(Saved entries)

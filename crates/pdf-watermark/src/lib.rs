pub mod constants;
pub mod geometry;
pub mod render;
mod spec;
pub mod stamp;
mod types;

pub use geometry::{AffineTransform, centered_trim_rect, text_matrix, trim_rect_for_page};
pub use spec::WatermarkSpec;
pub use stamp::{load_pdf, save_pdf, stamp, stamp_document, stamp_file};
pub use types::*;
//! Appearance stream for the watermark annotation
//!
//! The stamp text is drawn once into a Form XObject sized to the form
//! rectangle. The same form is reused as the appearance of the annotation on
//! every page of the document.

use crate::constants::{EXT_GSTATE_RESOURCE_NAME, FONT_RESOURCE_NAME, WATERMARK_GREY};
use crate::geometry::text_matrix;
use crate::spec::WatermarkSpec;
use crate::types::Result;
use lopdf::content::{Content, Operation};
use lopdf::{Dictionary, Document, Object, ObjectId, Stream};

/// Add the appearance form (and the font and graphics state it uses) to the
/// document. Returns the form's object ID.
pub fn create_appearance_form(doc: &mut Document, spec: &WatermarkSpec) -> Result<ObjectId> {
    let font_id = doc.add_object(Dictionary::from_iter(vec![
        ("Type", Object::Name(b"Font".to_vec())),
        ("Subtype", Object::Name(b"Type1".to_vec())),
        ("BaseFont", Object::Name(spec.font.base_font().as_bytes().to_vec())),
        ("Encoding", Object::Name(b"WinAnsiEncoding".to_vec())),
    ]));

    let gs_id = doc.add_object(Dictionary::from_iter(vec![
        ("Type", Object::Name(b"ExtGState".to_vec())),
        ("ca", Object::Real(spec.fill_opacity)),
    ]));

    let mut fonts = Dictionary::new();
    fonts.set(FONT_RESOURCE_NAME, Object::Reference(font_id));
    let mut ext_gstates = Dictionary::new();
    ext_gstates.set(EXT_GSTATE_RESOURCE_NAME, Object::Reference(gs_id));

    let mut resources = Dictionary::new();
    resources.set("Font", Object::Dictionary(fonts));
    resources.set("ExtGState", Object::Dictionary(ext_gstates));

    let mut form_dict = Dictionary::new();
    form_dict.set("Type", Object::Name(b"XObject".to_vec()));
    form_dict.set("Subtype", Object::Name(b"Form".to_vec()));
    form_dict.set("FormType", Object::Integer(1));
    form_dict.set("BBox", Object::Array(spec.form.to_pdf_array()));
    form_dict.set("Resources", Object::Dictionary(resources));

    let content = appearance_content(spec).encode()?;
    Ok(doc.add_object(Stream::new(form_dict, content)))
}

/// Content stream operations drawing the stamp text.
///
/// The rotation and offset live in the text matrix (`Tm`), so the glyphs are
/// placed independently of any `cm` in effect.
pub fn appearance_content(spec: &WatermarkSpec) -> Content {
    let matrix = text_matrix(spec)
        .iter()
        .map(|&v| Object::Real(v as f32))
        .collect::<Vec<_>>();

    Content {
        operations: vec![
            Operation::new("q", vec![]),
            Operation::new("BT", vec![]),
            Operation::new(
                "rg",
                vec![
                    Object::Real(WATERMARK_GREY),
                    Object::Real(WATERMARK_GREY),
                    Object::Real(WATERMARK_GREY),
                ],
            ),
            Operation::new(
                "gs",
                vec![Object::Name(EXT_GSTATE_RESOURCE_NAME.as_bytes().to_vec())],
            ),
            Operation::new("Tm", matrix),
            Operation::new(
                "Tf",
                vec![
                    Object::Name(FONT_RESOURCE_NAME.as_bytes().to_vec()),
                    Object::Real(spec.font_size_pt),
                ],
            ),
            Operation::new("Tj", vec![Object::string_literal(encode_text(&spec.text))]),
            Operation::new("ET", vec![]),
            Operation::new("Q", vec![]),
        ],
    }
}

/// WinAnsiEncoding bytes 0x80..=0x9F that differ from Latin-1
const WIN_ANSI_HIGH: [(char, u8); 27] = [
    ('\u{20AC}', 0x80),
    ('\u{201A}', 0x82),
    ('\u{0192}', 0x83),
    ('\u{201E}', 0x84),
    ('\u{2026}', 0x85),
    ('\u{2020}', 0x86),
    ('\u{2021}', 0x87),
    ('\u{02C6}', 0x88),
    ('\u{2030}', 0x89),
    ('\u{0160}', 0x8A),
    ('\u{2039}', 0x8B),
    ('\u{0152}', 0x8C),
    ('\u{017D}', 0x8E),
    ('\u{2018}', 0x91),
    ('\u{2019}', 0x92),
    ('\u{201C}', 0x93),
    ('\u{201D}', 0x94),
    ('\u{2022}', 0x95),
    ('\u{2013}', 0x96),
    ('\u{2014}', 0x97),
    ('\u{02DC}', 0x98),
    ('\u{2122}', 0x99),
    ('\u{0161}', 0x9A),
    ('\u{203A}', 0x9B),
    ('\u{0153}', 0x9C),
    ('\u{017E}', 0x9E),
    ('\u{0178}', 0x9F),
];

/// Encode text for a standard font declared with `/WinAnsiEncoding`.
/// Characters without a WinAnsi glyph become `?`.
fn encode_text(text: &str) -> Vec<u8> {
    text.chars().map(win_ansi_byte).collect()
}

fn win_ansi_byte(c: char) -> u8 {
    match u32::from(c) {
        // C1 controls have no glyph; WinAnsi reuses these bytes
        0x80..=0x9F => b'?',
        code @ (0x00..=0x7F | 0xA0..=0xFF) => code as u8,
        _ => WIN_ANSI_HIGH
            .iter()
            .find(|(ch, _)| *ch == c)
            .map_or(b'?', |(_, byte)| *byte),
    }
}
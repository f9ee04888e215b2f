//! Watermark annotation objects

use crate::constants::ANNOTATION_FLAG_PRINT;
use crate::types::{Rect, Result, WatermarkError};
use lopdf::{Dictionary, Document, Object, ObjectId};

/// Build a `/Watermark` annotation at `rect` whose normal appearance is
/// `appearance_id`. The print flag and `/FixedPrint` keep the stamp on
/// printed output.
pub fn watermark_annotation(page_id: ObjectId, rect: &Rect, appearance_id: ObjectId) -> Dictionary {
    let mut appearance = Dictionary::new();
    appearance.set("N", Object::Reference(appearance_id));

    let fixed_print = Dictionary::from_iter(vec![("Type", Object::Name(b"FixedPrint".to_vec()))]);

    let mut annot = Dictionary::new();
    annot.set("Type", Object::Name(b"Annot".to_vec()));
    annot.set("Subtype", Object::Name(b"Watermark".to_vec()));
    annot.set("Rect", Object::Array(rect.to_pdf_array()));
    annot.set("P", Object::Reference(page_id));
    annot.set("F", Object::Integer(ANNOTATION_FLAG_PRINT));
    annot.set("FixedPrint", Object::Dictionary(fixed_print));
    annot.set("AP", Object::Dictionary(appearance));
    annot
}

/// Append an annotation to the page's `/Annots`, keeping existing entries.
/// An indirect `/Annots` array is copied inline onto the page first.
pub fn attach_annotation(doc: &mut Document, page_id: ObjectId, annot_id: ObjectId) -> Result<()> {
    let existing = doc.get_dictionary(page_id)?.get(b"Annots").ok().cloned();

    match existing {
        None => {
            doc.get_dictionary_mut(page_id)?
                .set("Annots", Object::Array(vec![Object::Reference(annot_id)]));
        }
        Some(Object::Array(mut annots)) => {
            annots.push(Object::Reference(annot_id));
            doc.get_dictionary_mut(page_id)?
                .set("Annots", Object::Array(annots));
        }
        // An indirect array may be shared by several pages, so the page gets
        // its own inline copy and the shared array is left untouched
        Some(Object::Reference(array_id)) => {
            let mut annots = doc.get_object(array_id)?.as_array()?.clone();
            annots.push(Object::Reference(annot_id));
            doc.get_dictionary_mut(page_id)?
                .set("Annots", Object::Array(annots));
        }
        Some(other) => {
            return Err(WatermarkError::MalformedPage(format!(
                "object {:?} has a non-array /Annots entry: {:?}",
                page_id, other
            )));
        }
    }

    Ok(())
}
//! Terminal progress for batch runs, rendered with indicatif

use indicatif::{ProgressBar, ProgressStyle};
use pdf_pipeline::{FileFailure, FileReport, ProgressReporter, RunSummary};
use std::time::Duration;

fn green(s: &str) -> String {
    format!("\x1b[32m{s}\x1b[0m")
}
fn red(s: &str) -> String {
    format!("\x1b[31m{s}\x1b[0m")
}
fn dim(s: &str) -> String {
    format!("\x1b[2m{s}\x1b[0m")
}
fn bold(s: &str) -> String {
    format!("\x1b[1m{s}\x1b[0m")
}

/// Progress bar plus one log line per file
pub struct BarProgress {
    bar: ProgressBar,
}

impl BarProgress {
    pub fn new(bar: ProgressBar) -> Self {
        Self { bar }
    }
}

/// Average time per finished file times the files left. `None` until the
/// first file has finished.
pub fn estimate_remaining(done: u64, total: u64, elapsed: Duration) -> Option<Duration> {
    if done == 0 || done > total {
        return None;
    }
    let per_file = elapsed.as_secs_f64() / done as f64;
    Some(Duration::from_secs_f64(per_file * (total - done) as f64))
}

pub fn format_duration(duration: Duration) -> String {
    let secs = duration.as_secs();
    format!("{:02}:{:02}:{:02}", secs / 3600, (secs / 60) % 60, secs % 60)
}

/// `Step:  3 of 12; Processing file: report.pdf.` with the step number
/// padded to the width of the total
pub fn step_line(index: usize, total: usize, name: &str) -> String {
    let width = total.to_string().len();
    format!("Step: {index:>width$} of {total}; Processing file: {name}.")
}

impl ProgressReporter for BarProgress {
    fn on_run_start(&self, total_files: usize) {
        let style = ProgressStyle::with_template(
            "{spinner:.cyan} {prefix:.bold}  [{bar:42.green/238}] {pos:>3}/{len} files  \
             ⏱ {elapsed_precise}  ETA {eta_precise}  {msg}",
        )
        .unwrap_or_else(|_| ProgressStyle::default_bar())
        .progress_chars("█▉▊▋▌▍▎▏  ");

        self.bar.set_length(total_files as u64);
        self.bar.set_style(style);
        self.bar.set_prefix("Processing");
        self.bar.enable_steady_tick(Duration::from_millis(120));
    }

    fn on_file_start(&self, index: usize, total_files: usize, name: &str) {
        let remaining = estimate_remaining(
            self.bar.position(),
            total_files as u64,
            self.bar.elapsed(),
        )
        .map_or_else(|| "unknown".to_string(), format_duration);

        log::info!(
            "{} Estimated time remaining: {}",
            step_line(index, total_files, name),
            remaining
        );
        self.bar.set_message(name.to_string());
    }

    fn on_file_complete(&self, index: usize, total_files: usize, report: &FileReport) {
        self.bar.println(format!(
            "  {} {:>3}/{:<3} {}  {}",
            green("✓"),
            index,
            total_files,
            report.name,
            dim(&format!(
                "kept {} ({} bytes, watermarked {} / greyscale {})",
                report.chosen,
                report.finished_bytes(),
                report.watermarked_bytes,
                report.greyscale_bytes
            )),
        ));
        self.bar.inc(1);
    }

    fn on_file_error(&self, index: usize, total_files: usize, failure: &FileFailure) {
        let error = failure.error.to_string();
        let msg = if error.chars().count() > 80 {
            format!("{}\u{2026}", error.chars().take(79).collect::<String>())
        } else {
            error
        };

        self.bar.println(format!(
            "  {} {:>3}/{:<3} {}  {}",
            red("✗"),
            index,
            total_files,
            failure.name,
            red(&format!("{} stage: {}", failure.stage, msg)),
        ));
        self.bar.inc(1);
    }

    fn on_run_complete(&self, summary: &RunSummary) {
        self.bar.finish_and_clear();

        if summary.is_success() {
            eprintln!(
                "{} {} file(s) processed in {}",
                green("✔"),
                bold(&summary.succeeded().to_string()),
                format_duration(summary.elapsed)
            );
        } else {
            eprintln!(
                "{} {}/{} file(s) processed  ({} failed, {} skipped)",
                red("✘"),
                bold(&summary.succeeded().to_string()),
                summary.total_files,
                red(&summary.failed().to_string()),
                summary.skipped()
            );
        }
    }
}

#[cfg(test)]
mod tests {
    use super::*;

    #[test]
    fn step_is_padded_to_total_width() {
        assert_eq!(
            step_line(3, 12, "report.pdf"),
            "Step:  3 of 12; Processing file: report.pdf."
        );
        assert_eq!(step_line(1, 1, "a.pdf"), "Step: 1 of 1; Processing file: a.pdf.");
    }

    #[test]
    fn remaining_time() {
        assert_eq!(estimate_remaining(0, 10, Duration::from_secs(5)), None);
        assert_eq!(
            estimate_remaining(2, 10, Duration::from_secs(10)),
            Some(Duration::from_secs(40))
        );
        assert_eq!(
            estimate_remaining(10, 10, Duration::from_secs(10)),
            Some(Duration::ZERO)
        );
    }

    #[test]
    fn duration_format() {
        assert_eq!(format_duration(Duration::from_secs(0)), "00:00:00");
        assert_eq!(format_duration(Duration::from_secs(3725)), "01:02:05");
    }
}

• **Work to complete**
Return only the exact lines from the opening of the records through the line that contains "to the form", both included.

• **Problem solution**
filename crates/pdf-watermark/src/lib.rs
pub mod constants;
pub mod geometry;
pub mod render;
mod spec;
pub mod stamp;
mod types;

pub use geometry::{AffineTransform, centered_trim_rect, text_matrix, trim_rect_for_page};
pub use spec::WatermarkSpec;
pub use stamp::{load_pdf, save_pdf, stamp, stamp_document, stamp_file};
pub use types::*;
//! Appearance stream for the watermark annotation
//!
//! The stamp text is drawn once into a Form XObject sized to the form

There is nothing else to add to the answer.